use catalog_store::{
    config::DatabaseConfig,
    database,
    error::AppError,
    models::{ApparelDetails, ElectronicsDetails, Product, ProductKind},
    queries::product_queries,
};
use chrono::Utc;
use sqlx::SqlitePool;

async fn test_pool() -> SqlitePool {
    // One connection so the in-memory database survives across calls.
    database::create_pool(&DatabaseConfig {
        url: "sqlite::memory:".to_string(),
        max_connections: 1,
    })
    .await
    .expect("failed to create test pool")
}

fn tshirt() -> Product {
    Product::apparel(
        "T-shirt",
        vec!["https://img.example.com/tshirt.jpg".to_string()],
        1000,
        "Plain cotton tee",
        10,
        1,
        ApparelDetails {
            size: "M".to_string(),
            color: "blue".to_string(),
            garment_type: "casual".to_string(),
            material_fee: 50,
        },
    )
}

fn headphones() -> Product {
    Product::electronics(
        "Headphones",
        vec![],
        15000,
        "Over-ear, wired",
        4,
        2,
        ElectronicsDetails {
            brand: "AKG".to_string(),
            warranty_fee: 1200,
        },
    )
}

#[tokio::test]
async fn create_then_find_returns_the_same_apparel_product() {
    let pool = test_pool().await;
    let mut product = tshirt();

    product_queries::create(&pool, &mut product)
        .await
        .expect("create failed");
    assert!(product.id() > 0);
    assert!(!product.is_transient());

    let loaded = product_queries::find_one_by_id(&pool, product.id())
        .await
        .expect("find failed");

    assert_eq!(loaded.id(), product.id());
    assert_eq!(loaded.name(), "T-shirt");
    assert_eq!(loaded.photos(), product.photos());
    assert_eq!(loaded.price(), 1000);
    assert_eq!(loaded.description(), "Plain cotton tee");
    assert_eq!(loaded.quantity(), 10);
    assert_eq!(loaded.category_id(), 1);
    assert_eq!(
        loaded.created_at().timestamp_millis(),
        product.created_at().timestamp_millis()
    );
    assert_eq!(
        loaded.updated_at().timestamp_millis(),
        product.updated_at().timestamp_millis()
    );

    let details = loaded.apparel_details().expect("expected apparel");
    assert_eq!(details.size, "M");
    assert_eq!(details.color, "blue");
    assert_eq!(details.garment_type, "casual");
    assert_eq!(details.material_fee, 50);
}

#[tokio::test]
async fn create_then_find_returns_the_same_electronics_product() {
    let pool = test_pool().await;
    let mut product = headphones();

    product_queries::create(&pool, &mut product)
        .await
        .expect("create failed");

    let loaded = product_queries::find_one_by_id(&pool, product.id())
        .await
        .expect("find failed");

    assert!(matches!(loaded.kind(), ProductKind::Electronics(_)));
    let details = loaded.electronics_details().expect("expected electronics");
    assert_eq!(details.brand, "AKG");
    assert_eq!(details.warranty_fee, 1200);
    assert_eq!(loaded.quantity(), 4);
}

#[tokio::test]
async fn update_rewrites_both_tables() {
    let pool = test_pool().await;
    let mut product = tshirt();
    product_queries::create(&pool, &mut product)
        .await
        .expect("create failed");

    product.set_name("V-neck");
    product.set_price(1300);
    product.add_stock(5);
    product.set_size("L").unwrap();
    product.set_color("black").unwrap();
    product_queries::update(&pool, &product)
        .await
        .expect("update failed");

    let loaded = product_queries::find_one_by_id(&pool, product.id())
        .await
        .expect("find failed");
    assert_eq!(loaded.name(), "V-neck");
    assert_eq!(loaded.price(), 1300);
    assert_eq!(loaded.quantity(), 15);
    let details = loaded.apparel_details().expect("expected apparel");
    assert_eq!(details.size, "L");
    assert_eq!(details.color, "black");
    assert!(loaded.updated_at() >= loaded.created_at());
    assert_eq!(
        loaded.updated_at().timestamp_millis(),
        product.updated_at().timestamp_millis()
    );
}

#[tokio::test]
async fn find_one_by_id_reports_missing_rows() {
    let pool = test_pool().await;

    let err = product_queries::find_one_by_id(&pool, 999_999)
        .await
        .unwrap_err();
    assert!(matches!(err, AppError::NotFound(_)));
}

#[tokio::test]
async fn orphan_base_row_is_an_unknown_variant() {
    let pool = test_pool().await;
    let now = Utc::now();

    let result = sqlx::query(
        "INSERT INTO product (name, photos, price, description, quantity, category_id, created_at, updated_at)
         VALUES (?, ?, ?, ?, ?, ?, ?, ?)",
    )
    .bind("Mystery item")
    .bind("[]")
    .bind(500_i64)
    .bind("")
    .bind(1_i64)
    .bind(0_i64)
    .bind(now)
    .bind(now)
    .execute(&pool)
    .await
    .expect("raw insert failed");
    let id = result.last_insert_rowid();

    let err = product_queries::find_one_by_id(&pool, id).await.unwrap_err();
    assert!(matches!(err, AppError::UnknownVariant(found) if found == id));
}

#[tokio::test]
async fn find_all_returns_every_kind_in_id_order() {
    let pool = test_pool().await;
    let mut shirt = tshirt();
    let mut audio = headphones();
    product_queries::create(&pool, &mut shirt)
        .await
        .expect("create failed");
    product_queries::create(&pool, &mut audio)
        .await
        .expect("create failed");

    let all = product_queries::find_all(&pool).await.expect("find_all failed");
    assert_eq!(all.len(), 2);
    assert_eq!(all[0].id(), shirt.id());
    assert_eq!(all[1].id(), audio.id());
    assert!(matches!(all[0].kind(), ProductKind::Apparel(_)));
    assert!(matches!(all[1].kind(), ProductKind::Electronics(_)));
}

#[tokio::test]
async fn create_rejects_an_already_persisted_product() {
    let pool = test_pool().await;
    let mut product = tshirt();
    product_queries::create(&pool, &mut product)
        .await
        .expect("create failed");

    let err = product_queries::create(&pool, &mut product)
        .await
        .unwrap_err();
    assert!(matches!(err, AppError::InternalError(_)));
}

#[tokio::test]
async fn update_with_missing_extension_row_rolls_back_the_base_row() {
    let pool = test_pool().await;
    let mut product = tshirt();
    product_queries::create(&pool, &mut product)
        .await
        .expect("create failed");

    // Break the base/extension pairing behind the mapper's back.
    sqlx::query("DELETE FROM clothing WHERE product_id = ?")
        .bind(product.id())
        .execute(&pool)
        .await
        .expect("raw delete failed");

    product.set_name("Renamed");
    product.set_price(9999);
    let err = product_queries::update(&pool, &product).await.unwrap_err();
    assert!(matches!(err, AppError::UnknownVariant(id) if id == product.id()));

    // The base-row rewrite must have been rolled back with it.
    let (name, price): (String, i64) =
        sqlx::query_as("SELECT name, price FROM product WHERE id = ?")
            .bind(product.id())
            .fetch_one(&pool)
            .await
            .expect("raw select failed");
    assert_eq!(name, "T-shirt");
    assert_eq!(price, 1000);
}

#[tokio::test]
async fn update_rejects_transient_and_missing_products() {
    let pool = test_pool().await;

    let transient = tshirt();
    let err = product_queries::update(&pool, &transient).await.unwrap_err();
    assert!(matches!(err, AppError::InternalError(_)));

    let mut product = tshirt();
    product_queries::create(&pool, &mut product)
        .await
        .expect("create failed");
    sqlx::query("DELETE FROM clothing WHERE product_id = ?")
        .bind(product.id())
        .execute(&pool)
        .await
        .expect("raw delete failed");
    sqlx::query("DELETE FROM product WHERE id = ?")
        .bind(product.id())
        .execute(&pool)
        .await
        .expect("raw delete failed");

    let err = product_queries::update(&pool, &product).await.unwrap_err();
    assert!(matches!(err, AppError::NotFound(_)));
}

EXERCISE REQUIREMENTS => Output the entire listing above exactly, keeping each line as it is.

REPLY TO THE EXERCISE =>
use catalog_store::{
    config::DatabaseConfig,
    database,
    error::AppError,
    models::{ApparelDetails, ElectronicsDetails, Product, ProductKind},
    queries::product_queries,
};
use chrono::Utc;
use sqlx::SqlitePool;

async fn test_pool() -> SqlitePool {
    // One connection so the in-memory database survives across calls.
    database::create_pool(&DatabaseConfig {
        url: "sqlite::memory:".to_string(),
        max_connections: 1,
    })
    .await
    .expect("failed to create test pool")
}

fn tshirt() -> Product {
    Product::apparel(
        "T-shirt",
        vec!["https://img.example.com/tshirt.jpg".to_string()],
        1000,
        "Plain cotton tee",
        10,
        1,
        ApparelDetails {
            size: "M".to_string(),
            color: "blue".to_string(),
            garment_type: "casual".to_string(),
            material_fee: 50,
        },
    )
}

fn headphones() -> Product {
    Product::electronics(
        "Headphones",
        vec![],
        15000,
        "Over-ear, wired",
        4,
        2,
        ElectronicsDetails {
            brand: "AKG".to_string(),
            warranty_fee: 1200,
        },
    )
}

#[tokio::test]
async fn create_then_find_returns_the_same_apparel_product() {
    let pool = test_pool().await;
    let mut product = tshirt();

    product_queries::create(&pool, &mut product)
        .await
        .expect("create failed");
    assert!(product.id() > 0);
    assert!(!product.is_transient());

    let loaded = product_queries::find_one_by_id(&pool, product.id())
        .await
        .expect("find failed");

    assert_eq!(loaded.id(), product.id());
    assert_eq!(loaded.name(), "T-shirt");
    assert_eq!(loaded.photos(), product.photos());
    assert_eq!(loaded.price(), 1000);
    assert_eq!(loaded.description(), "Plain cotton tee");
    assert_eq!(loaded.quantity(), 10);
    assert_eq!(loaded.category_id(), 1);
    assert_eq!(
        loaded.created_at().timestamp_millis(),
        product.created_at().timestamp_millis()
    );
    assert_eq!(
        loaded.updated_at().timestamp_millis(),
        product.updated_at().timestamp_millis()
    );

    let details = loaded.apparel_details().expect("expected apparel");
    assert_eq!(details.size, "M");
    assert_eq!(details.color, "blue");
    assert_eq!(details.garment_type, "casual");
    assert_eq!(details.material_fee, 50);
}

#[tokio::test]
async fn create_then_find_returns_the_same_electronics_product() {
    let pool = test_pool().await;
    let mut product = headphones();

    product_queries::create(&pool, &mut product)
        .await
        .expect("create failed");

    let loaded = product_queries::find_one_by_id(&pool, product.id())
        .await
        .expect("find failed");

    assert!(matches!(loaded.kind(), ProductKind::Electronics(_)));
    let details = loaded.electronics_details().expect("expected electronics");
    assert_eq!(details.brand, "AKG");
    assert_eq!(details.warranty_fee, 1200);
    assert_eq!(loaded.quantity(), 4);
}

#[tokio::test]
async fn update_rewrites_both_tables() {
    let pool = test_pool().await;
    let mut product = tshirt();
    product_queries::create(&pool, &mut product)
        .await
        .expect("create failed");

    product.set_name("V-neck");
    product.set_price(1300);
    product.add_stock(5);
    product.set_size("L").unwrap();
    product.set_color("black").unwrap();
    product_queries::update(&pool, &product)
        .await
        .expect("update failed");

    let loaded = product_queries::find_one_by_id(&pool, product.id())
        .await
        .expect("find failed");
    assert_eq!(loaded.name(), "V-neck");
    assert_eq!(loaded.price(), 1300);
    assert_eq!(loaded.quantity(), 15);
    let details = loaded.apparel_details().expect("expected apparel");
    assert_eq!(details.size, "L");
    assert_eq!(details.color, "black");
    assert!(loaded.updated_at() >= loaded.created_at());
    assert_eq!(
        loaded.updated_at().timestamp_millis(),
        product.updated_at().timestamp_millis()
    );
}

#[tokio::test]
async fn find_one_by_id_reports_missing_rows() {
    let pool = test_pool().await;

    let err = product_queries::find_one_by_id(&pool, 999_999)
        .await
        .unwrap_err();
    assert!(matches!(err, AppError::NotFound(_)));
}

#[tokio::test]
async fn orphan_base_row_is_an_unknown_variant() {
    let pool = test_pool().await;
    let now = Utc::now();

    let result = sqlx::query(
        "INSERT INTO product (name, photos, price, description, quantity, category_id, created_at, updated_at)
         VALUES (?, ?, ?, ?, ?, ?, ?, ?)",
    )
    .bind("Mystery item")
    .bind("[]")
    .bind(500_i64)
    .bind("")
    .bind(1_i64)
    .bind(0_i64)
    .bind(now)
    .bind(now)
    .execute(&pool)
    .await
    .expect("raw insert failed");
    let id = result.last_insert_rowid();

    let err = product_queries::find_one_by_id(&pool, id).await.unwrap_err();
    assert!(matches!(err, AppError::UnknownVariant(found) if found == id));
}

#[tokio::test]
async fn find_all_returns_every_kind_in_id_order() {
    let pool = test_pool().await;
    let mut shirt = tshirt();
    let mut audio = headphones();
    product_queries::create(&pool, &mut shirt)
        .await
        .expect("create failed");
    product_queries::create(&pool, &mut audio)
        .await
        .expect("create failed");

    let all = product_queries::find_all(&pool).await.expect("find_all failed");
    assert_eq!(all.len(), 2);
    assert_eq!(all[0].id(), shirt.id());
    assert_eq!(all[1].id(), audio.id());
    assert!(matches!(all[0].kind(), ProductKind::Apparel(_)));
    assert!(matches!(all[1].kind(), ProductKind::Electronics(_)));
}

#[tokio::test]
async fn create_rejects_an_already_persisted_product() {
    let pool = test_pool().await;
    let mut product = tshirt();
    product_queries::create(&pool, &mut product)
        .await
        .expect("create failed");

    let err = product_queries::create(&pool, &mut product)
        .await
        .unwrap_err();
    assert!(matches!(err, AppError::InternalError(_)));
}

#[tokio::test]
async fn update_with_missing_extension_row_rolls_back_the_base_row() {
    let pool = test_pool().await;
    let mut product = tshirt();
    product_queries::create(&pool, &mut product)
        .await
        .expect("create failed");

    // Break the base/extension pairing behind the mapper's back.
    sqlx::query("DELETE FROM clothing WHERE product_id = ?")
        .bind(product.id())
        .execute(&pool)
        .await
        .expect("raw delete failed");

    product.set_name("Renamed");
    product.set_price(9999);
    let err = product_queries::update(&pool, &product).await.unwrap_err();
    assert!(matches!(err, AppError::UnknownVariant(id) if id == product.id()));

    // The base-row rewrite must have been rolled back with it.
    let (name, price): (String, i64) =
        sqlx::query_as("SELECT name, price FROM product WHERE id = ?")
            .bind(product.id())
            .fetch_one(&pool)
            .await
            .expect("raw select failed");
    assert_eq!(name, "T-shirt");
    assert_eq!(price, 1000);
}

#[tokio::test]
async fn update_rejects_transient_and_missing_products() {
    let pool = test_pool().await;

    let transient = tshirt();
    let err = product_queries::update(&pool, &transient).await.unwrap_err();
    assert!(matches!(err, AppError::InternalError(_)));

    let mut product = tshirt();
    product_queries::create(&pool, &mut product)
        .await
        .expect("create failed");
    sqlx::query("DELETE FROM clothing WHERE product_id = ?")
        .bind(product.id())
        .execute(&pool)
        .await
        .expect("raw delete failed");
    sqlx::query("DELETE FROM product WHERE id = ?")
        .bind(product.id())
        .execute(&pool)
        .await
        .expect("raw delete failed");

    let err = product_queries::update(&pool, &product).await.unwrap_err();
    assert!(matches!(err, AppError::NotFound(_)));
}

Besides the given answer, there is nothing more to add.